The following shows how one might use csv2libsvm to convert a csv file to libsvm format from a notebook or interative setting.

In [4]:
from csv2libsvm import csv2libsvm
import pandas as pd

df = pd.read_csv('../titanic.csv', nrows=10)
df.head()

Unnamed: 0,survived,pclass,sex,age,sibsp,parch,fare,embarked,class,who,adult_male,deck,embark_town,alive,alone
0,0,3,male,22.0,1,0,7.25,S,Third,man,True,,Southampton,no,False
1,1,1,female,38.0,1,0,71.2833,C,First,woman,False,C,Cherbourg,yes,False
2,1,3,female,26.0,0,0,7.925,S,Third,woman,False,,Southampton,yes,True
3,1,1,female,35.0,1,0,53.1,S,First,woman,False,C,Southampton,yes,False
4,0,3,male,35.0,0,0,8.05,S,Third,man,True,,Southampton,no,True


A typical workflow would have the modeler read in a sample of the csv file to understand the columns and their types. The output above shows several factor columns that neither libsvm nor xgboost know how to handle. By specifying which columns are factors, `csv2libsvm` will encode the string values of these columns with sequential integers based on their order of appearance.

Specifying factor columns often isn't enough, however, as there are clearly some columns that are unfit for modeling altogether (e.g. account #s, names, addresses). Such columns should be listed in the `skip` argument. Alternatively, the user can specify exactly which columns to keep using the `keep` argument.

Once the columns types have been investigated the user calls the function passing in the input file path and a directory to store the output contents like so:

In [5]:
csv2libsvm(
    '../titanic.csv',
    'xgboost-training',
    target='survived',
    factors=['pclass','sex','embarked'],
    keep=['pclass','sex','age','sibsp','parch','fare','embarked'])
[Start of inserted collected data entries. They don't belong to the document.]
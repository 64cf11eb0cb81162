//! Line-oriented lookup for Java and Kotlin sources
//!
//! There is no JVM grammar in the dependency set, so this reads declarations with regexes. It is
//! enough for one top-level test class per file, which is the convention the build rules assume.

use regex::Regex;
use std::path::Path;
use std::sync::LazyLock;

use crate::types::{SourceContext, SourceElement, TestSize};

static PACKAGE: LazyLock<Regex> = LazyLock::new(|| {
    Regex::new(r"^\s*package\s+([A-Za-z_][\w.]*)\s*;?").expect("valid package regex")
});

static CLASS: LazyLock<Regex> = LazyLock::new(|| {
    Regex::new(r"^\s*(?:(?:public|private|protected|abstract|final|open|internal|data)\s+)*(?:class|object)\s+([A-Za-z_]\w*)")
        .expect("valid class regex")
});

static TEST_ANNOTATION: LazyLock<Regex> =
    LazyLock::new(|| Regex::new(r"^\s*@(?:org\.junit\.)?(?:Test|ParameterizedTest)\b").expect("valid annotation regex"));

static SIZE_ANNOTATION: LazyLock<Regex> = LazyLock::new(|| {
    Regex::new(r"^\s*@(Small|Medium|Large|Enormous)Test\b").expect("valid size annotation regex")
});

static METHOD: LazyLock<Regex> = LazyLock::new(|| {
    Regex::new(r"(?:\bvoid|\bfun)\s+`?([A-Za-z_][\w ]*?)`?\s*\(").expect("valid method regex")
});

static MAIN: LazyLock<Regex> = LazyLock::new(|| {
    Regex::new(r"(?:static\s+void\s+main\s*\(|^\s*fun\s+main\s*\()").expect("valid main regex")
});

#[derive(Debug, Clone)]
struct TestMethod {
    name: String,
    annotation_line: usize,
}

pub struct JvmSourceLocator;

impl JvmSourceLocator {
    pub fn handles(extension: &str) -> bool {
        matches!(extension, "java" | "kt")
    }

    pub fn locate(file: &Path, content: &str, line: Option<usize>) -> SourceContext {
        let lines: Vec<&str> = content.lines().collect();

        let package = lines
            .iter()
            .find_map(|l| PACKAGE.captures(l).map(|c| c[1].to_string()));
        let class = lines
            .iter()
            .enumerate()
            .find_map(|(i, l)| CLASS.captures(l).map(|c| (i + 1, c[1].to_string())));
        let methods = test_methods(&lines);
        let size = lines.iter().find_map(|l| {
            SIZE_ANNOTATION
                .captures(l)
                .and_then(|c| TestSize::parse(&c[1]))
        });

        let qualified = class.as_ref().map(|(_, name)| match &package {
            Some(package) => format!("{package}.{name}"),
            None => name.clone(),
        });

        let element = match (line, class.as_ref(), qualified.as_ref()) {
            (Some(line), Some((class_line, _)), Some(qualified)) if line >= *class_line => {
                // The closest test method starting at or above the cursor
                match methods.iter().rev().find(|m| m.annotation_line <= line) {
                    Some(method) => SourceElement::Method {
                        file: file.to_path_buf(),
                        class_name: Some(qualified.clone()),
                        name: method.name.clone(),
                    },
                    None => SourceElement::Class {
                        file: file.to_path_buf(),
                        qualified_name: qualified.clone(),
                    },
                }
            }
            _ => SourceElement::File {
                path: file.to_path_buf(),
            },
        };

        let mut context = SourceContext::new(element);
        context.is_test = !methods.is_empty() || super::looks_like_test_file(file);
        context.has_entry_point = lines.iter().any(|l| MAIN.is_match(l));
        context.test_size = size;
        context
    }
}

fn test_methods(lines: &[&str]) -> Vec<TestMethod> {
    let mut methods = Vec::new();
    let mut pending: Option<usize> = None;
    for (i, line) in lines.iter().enumerate() {
        if TEST_ANNOTATION.is_match(line) {
            pending.get_or_insert(i + 1);
        }
        if let Some(annotation_line) = pending {
            if let Some(captures) = METHOD.captures(line) {
                methods.push(TestMethod {
                    name: captures[1].trim().to_string(),
                    annotation_line,
                });
                pending = None;
            }
        }
    }
    methods
}
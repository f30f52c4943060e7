// ============================================================================
// ripple-cells - Change Predicates
// Deciding whether a candidate assignment is an observable change
// ============================================================================

use std::fmt;
use std::rc::Rc;

use crate::core::value::Value;

// =============================================================================
// COMPARE
// =============================================================================

/// The change predicate attached to a cell.
///
/// Consulted on every candidate assignment with `(old, new)`; consumers are
/// notified only when it reports an observable change. The constant variants
/// preserve the boolean shorthand: `Always` notifies even for identical
/// values, `Never` stores silently.
#[derive(Clone, Default)]
pub enum Compare {
    /// Strict inequality on the value model.
    #[default]
    Default,
    /// Custom predicate returning true when the change is observable.
    Predicate(Rc<dyn Fn(&Value, &Value) -> bool>),
    /// Constant true: every assignment notifies.
    Always,
    /// Constant false: assignments never notify.
    Never,
}

impl Compare {
    /// Wrap a custom predicate.
    pub fn predicate(f: impl Fn(&Value, &Value) -> bool + 'static) -> Self {
        Compare::Predicate(Rc::new(f))
    }

    /// The boolean shorthand: `true` forces notification, `false` forbids it.
    pub fn constant(notify: bool) -> Self {
        if notify {
            Compare::Always
        } else {
            Compare::Never
        }
    }

    /// Change is observable when the given map key differs between old and
    /// new. Missing keys compare as null.
    pub fn by_key(key: impl Into<String>) -> Self {
        let key = key.into();
        Compare::predicate(move |old, new| {
            let a = old.get(&key).cloned().unwrap_or(Value::Null);
            let b = new.get(&key).cloned().unwrap_or(Value::Null);
            a != b
        })
    }

    /// Evaluate the predicate for a candidate assignment.
    pub(crate) fn changed(&self, old: &Value, new: &Value) -> bool {
        match self {
            Compare::Default => old != new,
            Compare::Predicate(f) => f(old, new),
            Compare::Always => true,
            Compare::Never => false,
        }
    }
}

impl fmt::Debug for Compare {
    fn fmt(&self, f: &mut fmt::Formatter<'_>) -> fmt::Result {
        match self {
            Compare::Default => f.write_str("Compare::Default"),
            Compare::Predicate(_) => f.write_str("Compare::Predicate(..)"),
            Compare::Always => f.write_str("Compare::Always"),
            Compare::Never => f.write_str("Compare::Never"),
        }
    }
}

// =============================================================================
// TESTS
// =============================================================================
100%|██████████| 891/891 [00:00<00:00, 23445.98it/s]


### Output

`csv2libsvm` will create several files in the output folder depending on the input arguments. The `split` argument allows the modeler to indicate a column that should be used to output multiple files. This is most commonly the case when a train/test/val split needs to be created. One file will be produced for each unique value in this column. For example, if the `split` column has the values `train` and `test`, two files will be created: `part-train.libsvm` and `part-test.libsvm`. If no `split` column is provided, only one libsvm file will be created: `part-full.libsvm`.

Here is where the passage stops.